(Records excerpted from a collection)
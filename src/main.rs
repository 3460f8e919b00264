use std::net::SocketAddr;
use std::sync::Arc;

use sqlx::postgres::PgPoolOptions;
use tokio::signal;
use tracing_subscriber::EnvFilter;

use petnest::config::Config;
use petnest::db::PgStore;
use petnest::storage::DiskImageStore;

#[tokio::main]
async fn main() -> Result<(), Box<dyn std::error::Error>> {
    // Load .env if present
    let _ = dotenvy::dotenv();

    let config = Config::from_env()?;

    tracing_subscriber::fmt()
        .with_env_filter(
            EnvFilter::try_from_default_env().unwrap_or_else(|_| EnvFilter::new(&config.log_level)),
        )
        .init();

    tracing::info!("Starting petnest");

    let pool = PgPoolOptions::new()
        .max_connections(10)
        .connect(&config.database_url)
        .await?;

    sqlx::migrate!("./migrations").run(&pool).await?;

    tracing::info!("Migrations applied");

    let addr = SocketAddr::new(config.host, config.port);
    let notifier = petnest::notifier_from_config(&config);
    let images = Arc::new(DiskImageStore::new(config.upload_dir.clone(), &config.base_url));
    let store = Arc::new(PgStore::new(pool));
    let app = petnest::build_app(store, notifier, images, config);

    let listener = tokio::net::TcpListener::bind(addr).await?;
    tracing::info!("Listening on {addr}");

    axum::serve(listener, app)
        .with_graceful_shutdown(shutdown_signal())
        .await?;

    Ok(())
}

async fn shutdown_signal() {
    let ctrl_c = async {
        signal::ctrl_c()
            .await
            .expect("failed to install Ctrl+C handler");
    };

    #[cfg(unix)]
    let terminate = async {
        signal::unix::signal(signal::unix::SignalKind::terminate())
            .expect("failed to install signal handler")
            .recv()
            .await;
    };

    #[cfg(not(unix))]
    let terminate = std::future::pending::<()>();

    tokio::select! {
        _ = ctrl_c => {},
        _ = terminate => {},
    }

    tracing::info!("Shutdown signal received, starting graceful shutdown");
}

[REQUIRED ACTION]
Your answer should be all lines from the data that contain "tokio".

[RESULT OF THIS TASK]
use tokio::signal;
#[tokio::main]
    let listener = tokio::net::TcpListener::bind(addr).await?;
    tokio::select! {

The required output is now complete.